Manisa'nın Soma ilçesindeki özel bir şirkete ait kömür Ocağında, 13 Mayıs 2014 saat 15.30'da neden kaynaklandığı kesin olarak bilinmeyen bir sebeple yangın ve karbon monoksit gazı yayılmasın sonucunda büyük afet olmuştur.
Ülkemizi büyük yasa boğan bu maden kazasında çok tartışılacak hadiseler olmuştur. Ve yine Devlet ve Hükümet erkanı tarafından milletin hiçte hoşuna gitmeyecek hareketler, gereksiz savunmalar, yanlış örnekler, sözler söylenmiştir.
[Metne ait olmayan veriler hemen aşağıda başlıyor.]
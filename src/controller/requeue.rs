//! Scheduling of the next pass for a resource.

use std::time::Duration;

use kube::runtime::controller::Action;

use crate::controller::state_machine::ClusterEvent;

/// When the resource should next be reconciled.
#[derive(Clone, Copy, Debug, PartialEq, Eq)]
pub enum Requeue {
    /// No pending work; wait for the next watch event
    Done,
    /// Re-enter dispatch now
    Immediate,
    /// Re-check after a fixed delay
    After(Duration),
}

impl Requeue {
    pub fn into_action(self) -> Action {
        match self {
            Requeue::Done => Action::await_change(),
            Requeue::Immediate => Action::requeue(Duration::ZERO),
            Requeue::After(delay) => Action::requeue(delay),
        }
    }
}

/// Picks between the three requeue styles.
///
/// Delays never grow: every wait on an upstream operation uses the same interval.
#[derive(Clone, Copy, Debug)]
pub struct RequeueScheduler {
    interval: Duration,
}

impl RequeueScheduler {
    pub fn new(interval: Duration) -> Self {
        Self { interval }
    }

    pub fn interval(&self) -> Duration {
        self.interval
    }

    /// Waiting on cluster creation, pool changes or endpoint provisioning.
    pub fn wait_upstream(&self) -> Requeue {
        Requeue::After(self.interval)
    }

    /// After a persisted phase change.
    ///
    /// Convergence leaves nothing to do. Every other change may unlock work
    /// for the next handler right away.
    pub fn after_transition(&self, event: ClusterEvent) -> Requeue {
        match event {
            ClusterEvent::Converged => Requeue::Done,
            _ => Requeue::Immediate,
        }
    }
}
//! Finite state machine for the TKEClusterConfig lifecycle.
//!
//! ```text
//! NotCreated ──CreationRequested──▶ Creating ──ClusterRunning──▶ Active ◀──┐
//!     │                                                          │  ▲     │
//!     └──ImportRequested──▶ Importing ──ImportCompleted──────────┘  │     │
//!                                                                   │     │
//!          Active ──DriftDetected / UpstreamBusy / FailureRecorded──▶ Updating
//!                                                 Updating ──Converged──┘
//! ```
//!
//! There is no terminal phase. Deletion is handled outside the machine.

use std::fmt;

use crate::crd::ClusterConfigPhase;

/// Events that trigger phase transitions.
#[derive(Debug, Clone, Copy, PartialEq, Eq, Hash)]
pub enum ClusterEvent {
    /// `spec.imported` is set on a new resource
    ImportRequested,
    /// The upstream create call returned a cluster ID
    CreationRequested,
    /// Remote settings were adopted into the spec
    ImportCompleted,
    /// The upstream cluster reports Running
    ClusterRunning,
    /// Mutation calls were issued this pass
    DriftDetected,
    /// The cluster or a node pool is mid-transition upstream
    UpstreamBusy,
    /// Nothing left to apply
    Converged,
    /// A pass failed
    FailureRecorded,
}

impl fmt::Display for ClusterEvent {
    fn fmt(&self, f: &mut fmt::Formatter<'_>) -> fmt::Result {
        match self {
            ClusterEvent::ImportRequested => write!(f, "ImportRequested"),
            ClusterEvent::CreationRequested => write!(f, "CreationRequested"),
            ClusterEvent::ImportCompleted => write!(f, "ImportCompleted"),
            ClusterEvent::ClusterRunning => write!(f, "ClusterRunning"),
            ClusterEvent::DriftDetected => write!(f, "DriftDetected"),
            ClusterEvent::UpstreamBusy => write!(f, "UpstreamBusy"),
            ClusterEvent::Converged => write!(f, "Converged"),
            ClusterEvent::FailureRecorded => write!(f, "FailureRecorded"),
        }
    }
}

/// A state transition definition
#[derive(Debug)]
pub struct Transition {
    pub from: ClusterConfigPhase,
    pub to: ClusterConfigPhase,
    pub event: ClusterEvent,
    pub description: &'static str,
}

impl Transition {
    const fn new(
        from: ClusterConfigPhase,
        to: ClusterConfigPhase,
        event: ClusterEvent,
        description: &'static str,
    ) -> Self {
        Self {
            from,
            to,
            event,
            description,
        }
    }
}

/// Result of attempting a state transition
#[derive(Debug, PartialEq)]
pub enum TransitionResult {
    /// Transition was successful
    Success {
        from: ClusterConfigPhase,
        to: ClusterConfigPhase,
        event: ClusterEvent,
        description: &'static str,
    },
    /// Transition was not valid for current state
    InvalidTransition {
        current: ClusterConfigPhase,
        event: ClusterEvent,
    },
}

/// Transition table for the TKEClusterConfig lifecycle
pub struct ClusterStateMachine {
    transitions: Vec<Transition>,
}

impl Default for ClusterStateMachine {
    fn default() -> Self {
        Self::new()
    }
}

impl ClusterStateMachine {
    pub fn new() -> Self {
        use ClusterConfigPhase::{Active, Creating, Importing, NotCreated, Updating};

        Self {
            transitions: vec![
                // ========================================
                // NotCreated
                // ========================================
                Transition::new(
                    NotCreated,
                    Importing,
                    ClusterEvent::ImportRequested,
                    "Importing existing cluster",
                ),
                Transition::new(
                    NotCreated,
                    Creating,
                    ClusterEvent::CreationRequested,
                    "Cluster creation requested",
                ),
                // ========================================
                // Importing / Creating
                // ========================================
                Transition::new(
                    Importing,
                    Active,
                    ClusterEvent::ImportCompleted,
                    "Cluster imported",
                ),
                Transition::new(
                    Creating,
                    Active,
                    ClusterEvent::ClusterRunning,
                    "Cluster is running",
                ),
                // ========================================
                // Active / Updating
                // ========================================
                Transition::new(
                    Active,
                    Updating,
                    ClusterEvent::DriftDetected,
                    "Applying configuration drift",
                ),
                Transition::new(
                    Updating,
                    Updating,
                    ClusterEvent::DriftDetected,
                    "Applying configuration drift",
                ),
                Transition::new(
                    Active,
                    Updating,
                    ClusterEvent::UpstreamBusy,
                    "Waiting for upstream operation",
                ),
                Transition::new(
                    Updating,
                    Updating,
                    ClusterEvent::UpstreamBusy,
                    "Waiting for upstream operation",
                ),
                Transition::new(
                    Active,
                    Updating,
                    ClusterEvent::FailureRecorded,
                    "Update is failing",
                ),
                Transition::new(
                    Updating,
                    Updating,
                    ClusterEvent::FailureRecorded,
                    "Update is failing",
                ),
                Transition::new(
                    Updating,
                    Active,
                    ClusterEvent::Converged,
                    "Cluster finished updating",
                ),
                Transition::new(Active, Active, ClusterEvent::Converged, "Cluster is active"),
            ],
        }
    }

    /// Attempt a transition from `current` on `event`
    pub fn transition(&self, current: ClusterConfigPhase, event: ClusterEvent) -> TransitionResult {
        match self
            .transitions
            .iter()
            .find(|t| t.from == current && t.event == event)
        {
            Some(t) => TransitionResult::Success {
                from: t.from,
                to: t.to,
                event,
                description: t.description,
            },
            None => TransitionResult::InvalidTransition { current, event },
        }
    }

    pub fn can_transition(&self, from: ClusterConfigPhase, event: ClusterEvent) -> bool {
        self.transitions
            .iter()
            .any(|t| t.from == from && t.event == event)
    }

    /// Events accepted in `state`
    pub fn valid_events(&self, state: ClusterConfigPhase) -> Vec<ClusterEvent> {
        self.transitions
            .iter()
            .filter(|t| t.from == state)
            .map(|t| t.event)
            .collect()
    }
}

// ============================================================================
// Phase dispatch
// ============================================================================

/// The handler responsible for a pass in a given phase.
#[derive(Debug, Clone, Copy, PartialEq, Eq)]
pub enum PhaseHandler {
    /// Start creation, or hand over to import
    Create,
    /// Adopt an existing upstream cluster
    Import,
    /// Poll until the new cluster is running
    AwaitCreation,
    /// Diff and apply drift
    CheckAndUpdate,
}

/// Handler lookup, exhaustive over every phase.
pub const fn handler_for(phase: ClusterConfigPhase) -> PhaseHandler {
    match phase {
        ClusterConfigPhase::NotCreated => PhaseHandler::Create,
        ClusterConfigPhase::Importing => PhaseHandler::Import,
        ClusterConfigPhase::Creating => PhaseHandler::AwaitCreation,
        ClusterConfigPhase::Active | ClusterConfigPhase::Updating => PhaseHandler::CheckAndUpdate,
    }
}
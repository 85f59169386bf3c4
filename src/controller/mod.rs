//! Controller module for tke-operator.
//!
//! The reconciliation core (state machine, drift engine, applier, requeue
//! scheduling, failure recording and removal) plus the glue that connects it
//! to the Kubernetes controller runtime.

// Core
pub mod applier;
pub mod drift;
pub mod failure_recorder;
pub mod lifecycle;
pub mod normalize;
pub mod removal;
pub mod requeue;
pub mod state_machine;

// Seams and helpers
pub mod ca_secret;
pub mod common;
pub mod credentials;
pub mod error;
pub mod store;

// Controller runtime glue
pub mod cluster_reconciler;
pub mod context;
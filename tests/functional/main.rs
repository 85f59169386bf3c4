// Test code is allowed to panic on failure
#![allow(
    clippy::unwrap_used,
    clippy::expect_used,
    clippy::indexing_slicing,
    clippy::panic,
    clippy::string_slice
)]

//! Functional tests for the TKEClusterConfig lifecycle.
//!
//! These tests drive full passes of the reconciler WITHOUT a live Kubernetes
//! cluster or Tencent Cloud account. The object store and the upstream service
//! are in-memory fakes that behave like the real ones, so multi-pass scenarios
//! play out end to end.
//!
//! ```bash
//! # Run all functional tests
//! cargo test --test functional
//!
//! # Run specific test
//! cargo test --test functional test_create_lifecycle_reaches_active
//!
//! # Run with verbose output
//! cargo test --test functional -- --nocapture
//! ```
//!
//! ## Test Categories
//!
//! - **Lifecycle tests**: creation, import, waiting and failure recording
//!   across several passes
//! - **Drift tests**: which upstream calls a pass issues for a given difference
//!   between the declared and observed cluster
//! - **Removal tests**: guards and retries around deleting the upstream cluster
//!
//! ## Design Principles
//!
//! - **No K8s Required**: Tests run without any cluster infrastructure
//! - **Fast Execution**: No real sleeps, removal retries use a zero backoff
//! - **Real Logic**: Only the store and the cloud are faked, every decision is
//!   made by production code

#[path = "../common/fixtures.rs"]
mod fixtures;

mod fake_store;
mod harness;
mod removal_tests;

// Re-export for use in tests
pub use fake_cloud::*;
pub use fake_store::*;
pub use harness::*;
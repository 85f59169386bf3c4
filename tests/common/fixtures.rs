//! Test fixtures and builder patterns for TKEClusterConfig.

use std::collections::BTreeMap;

use k8s_openapi::ByteString;
use k8s_openapi::api::core::v1::Secret;
use k8s_openapi::apimachinery::pkg::apis::meta::v1::ObjectMeta;
use tke_operator::controller::credentials::{ACCESS_KEY_ID_KEY, ACCESS_KEY_SECRET_KEY};
use tke_operator::crd::{
    AutoScalingGroupPara, ClusterAdvancedSettings, ClusterBasicSettings, ClusterConfigPhase,
    ClusterEndpoint, LaunchConfigurePara, NodePoolDetail, TkeClusterConfig, TkeClusterConfigSpec,
    TkeClusterConfigStatus,
};

pub const NAMESPACE: &str = "cattle-global-data";
pub const CREDENTIAL_NAME: &str = "tke-credential";

/// Builder for creating TKEClusterConfig test fixtures.
///
/// # Example
/// ```
/// let config = TkeClusterConfigBuilder::new("prod")
///     .cluster_id("cls-abc")
///     .phase(ClusterConfigPhase::Active)
///     .node_pool(NodePoolBuilder::new("workers").id("np-1").build())
///     .build();
/// ```
#[derive(Clone, Debug)]
pub struct TkeClusterConfigBuilder {
    name: String,
    namespace: String,
    spec: TkeClusterConfigSpec,
    status: Option<TkeClusterConfigStatus>,
    uid: Option<String>,
}

impl TkeClusterConfigBuilder {
    /// A managed cluster config with credential, region and basic settings set.
    pub fn new(name: impl Into<String>) -> Self {
        let name = name.into();
        Self {
            spec: TkeClusterConfigSpec {
                tke_credential_secret: format!("{}:{}", NAMESPACE, CREDENTIAL_NAME),
                region: "ap-guangzhou".to_string(),
                cluster_basic_settings: Some(ClusterBasicSettings {
                    cluster_type: "MANAGED_CLUSTER".to_string(),
                    cluster_os: "tlinux2.4x86_64".to_string(),
                    cluster_version: "1.26.1".to_string(),
                    cluster_name: name.clone(),
                    vpc_id: "vpc-1".to_string(),
                    cluster_level: "L5".to_string(),
                    ..Default::default()
                }),
                cluster_advanced_settings: Some(ClusterAdvancedSettings::default()),
                ..Default::default()
            },
            name,
            namespace: NAMESPACE.to_string(),
            status: None,
            uid: Some("uid-1".to_string()),
        }
    }

    pub fn namespace(mut self, namespace: impl Into<String>) -> Self {
        self.namespace = namespace.into();
        self
    }

    pub fn region(mut self, region: impl Into<String>) -> Self {
        self.spec.region = region.into();
        self
    }

    pub fn credential(mut self, reference: impl Into<String>) -> Self {
        self.spec.tke_credential_secret = reference.into();
        self
    }

    pub fn cluster_id(mut self, cluster_id: impl Into<String>) -> Self {
        self.spec.cluster_id = cluster_id.into();
        self
    }

    /// Adopt an existing cluster. Imported configs carry no cluster settings.
    pub fn imported(mut self) -> Self {
        self.spec.imported = true;
        self.spec.cluster_basic_settings = None;
        self.spec.cluster_advanced_settings = None;
        self
    }

    pub fn project_id(mut self, project_id: i64) -> Self {
        if let Some(basic) = self.spec.cluster_basic_settings.as_mut() {
            basic.project_id = project_id;
        }
        self
    }

    pub fn without_basic_settings(mut self) -> Self {
        self.spec.cluster_basic_settings = None;
        self
    }

    pub fn gpu_share(mut self, enabled: bool) -> Self {
        self.spec
            .cluster_advanced_settings
            .get_or_insert_with(Default::default)
            .qgpu_share_enable = enabled;
        self
    }

    pub fn extranet_endpoint(mut self) -> Self {
        self.spec.cluster_endpoint = Some(ClusterEndpoint {
            enable: true,
            ..Default::default()
        });
        self
    }

    pub fn node_pool(mut self, pool: NodePoolDetail) -> Self {
        self.spec.node_pool_list.push(pool);
        self
    }

    pub fn phase(mut self, phase: ClusterConfigPhase) -> Self {
        self.status.get_or_insert_with(Default::default).phase = phase;
        self
    }

    pub fn failure_message(mut self, message: impl Into<String>) -> Self {
        self.status.get_or_insert_with(Default::default).failure_message = message.into();
        self
    }

    pub fn without_uid(mut self) -> Self {
        self.uid = None;
        self
    }

    pub fn build(self) -> TkeClusterConfig {
        let mut config = TkeClusterConfig::new(&self.name, self.spec);
        config.metadata.namespace = Some(self.namespace);
        config.metadata.uid = self.uid;
        config.status = self.status;
        config
    }
}

/// Builder for node pool entries.
#[derive(Clone, Debug)]
pub struct NodePoolBuilder {
    pool: NodePoolDetail,
}

impl NodePoolBuilder {
    pub fn new(name: impl Into<String>) -> Self {
        Self {
            pool: NodePoolDetail {
                name: name.into(),
                auto_scaling_group_para: AutoScalingGroupPara {
                    max_size: 5,
                    min_size: 1,
                    desired_capacity: 2,
                    vpc_id: "vpc-1".to_string(),
                    subnet_ids: vec!["subnet-1".to_string()],
                    ..Default::default()
                },
                launch_configure_para: LaunchConfigurePara {
                    instance_type: "S5.MEDIUM4".to_string(),
                    ..Default::default()
                },
                labels: vec!["team=infra".to_string()],
                node_pool_os: "tlinux2.4x86_64".to_string(),
                ..Default::default()
            },
        }
    }

    pub fn id(mut self, id: impl Into<String>) -> Self {
        self.pool.node_pool_id = id.into();
        self
    }

    pub fn desired_capacity(mut self, capacity: i64) -> Self {
        self.pool.auto_scaling_group_para.desired_capacity = capacity;
        self
    }

    pub fn max_size(mut self, max_size: i64) -> Self {
        self.pool.auto_scaling_group_para.max_size = max_size;
        self
    }

    pub fn instance_type(mut self, instance_type: impl Into<String>) -> Self {
        self.pool.launch_configure_para.instance_type = instance_type.into();
        self
    }

    pub fn labels(mut self, labels: &[&str]) -> Self {
        self.pool.labels = labels.iter().map(|l| l.to_string()).collect();
        self
    }

    pub fn build(self) -> NodePoolDetail {
        self.pool
    }
}

/// Credential secret matching [`TkeClusterConfigBuilder::new`]'s reference.
pub fn credential_secret() -> Secret {
    Secret {
        metadata: ObjectMeta {
            name: Some(CREDENTIAL_NAME.to_string()),
            namespace: Some(NAMESPACE.to_string()),
            ..Default::default()
        },
        data: Some(BTreeMap::from([
            (
                ACCESS_KEY_ID_KEY.to_string(),
                ByteString(b"AKIDexample".to_vec()),
            ),
            (
                ACCESS_KEY_SECRET_KEY.to_string(),
                ByteString(b"secret".to_vec()),
            ),
        ])),
        ..Default::default()
    }
}

/// Kubeconfig as returned by DescribeClusterKubeconfig.
pub fn kubeconfig(cluster_id: &str) -> String {
    format!(
        r#"apiVersion: v1
kind: Config
clusters:
- name: {id}
  cluster:
    server: https://{id}.ccs.tencent-cloud.com
    certificate-authority-data: Y2EtYnl0ZXM=
contexts:
- name: {id}-context
  context:
    cluster: {id}
    user: admin
current-context: {id}-context
users:
- name: admin
  user:
    token: secret
"#,
        id = cluster_id
    )
}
Milletin yıllardan beri iktidar yaptığı ekip basın toplantısında "Bu gibi kazaların çok olağan şeyler" olduğunu söylemesi Türk Milletinin kalbinde onarılmaz yaralar açmıştır. Türk Milleti siyasilerin gözündeki değerinin ne olduğunu anlamış oldu... Bu ana kadar sergilenen tavırlardan ve yapılan konuşmalardan anladığı: Millet bazılarının daha iyi yaşaması için en olumsuz şartlarda dahi üretmeye mecburdur. Mutlu azınlığın daha da mutlu olmasını mutlaka temin etmelidir. Ama kesinlikle bu üretim esnasında başına bir kaza, bir bela geldiğinde asla şikâyet etmemelidir. Ölecek ama bir avuç mutlu azınlığının mutlu olmasını temin edecektir. Ancak o zaman iyi bir vatandaş ve iyi bir insan olacak!....
Çalışma ve Sosyal Güvenlik Bakanı Faruk Çelik 14 Mayısta elim hadiseden 24 Saat sonra basının karşına geçerek "Yarın Soma'ya gideceğim" diyerek büyük bir tevazu örneği göstermiştir!...
Bakan Konuşmasında,"İlgili kömür işletmesi son 4 yılda 8 kez programlı teftiş yapılmış ayrıca, 2012-2013 yılında şikayet ve kazalardan dolayı da 8 kez inceleme teftişi yapılmıştır. Tespit edilen eksikliklerin giderildiğini; En son 13-18 Mart 2014 teftişlerinde ise mevzuat açısından herhangi bir noksanlığı olmadığı teftişlerle ortaya konulmuştur" diye ifade etmiştir. Bakan "İlgili iş yerine baktığımız zaman Soma'da 13 iş sağlığı güvenliği uzmanı ve 3işyeri hekimi bulunmamaktadır" demiştir. İlgili işletmeyi öve öve bitirememiştir.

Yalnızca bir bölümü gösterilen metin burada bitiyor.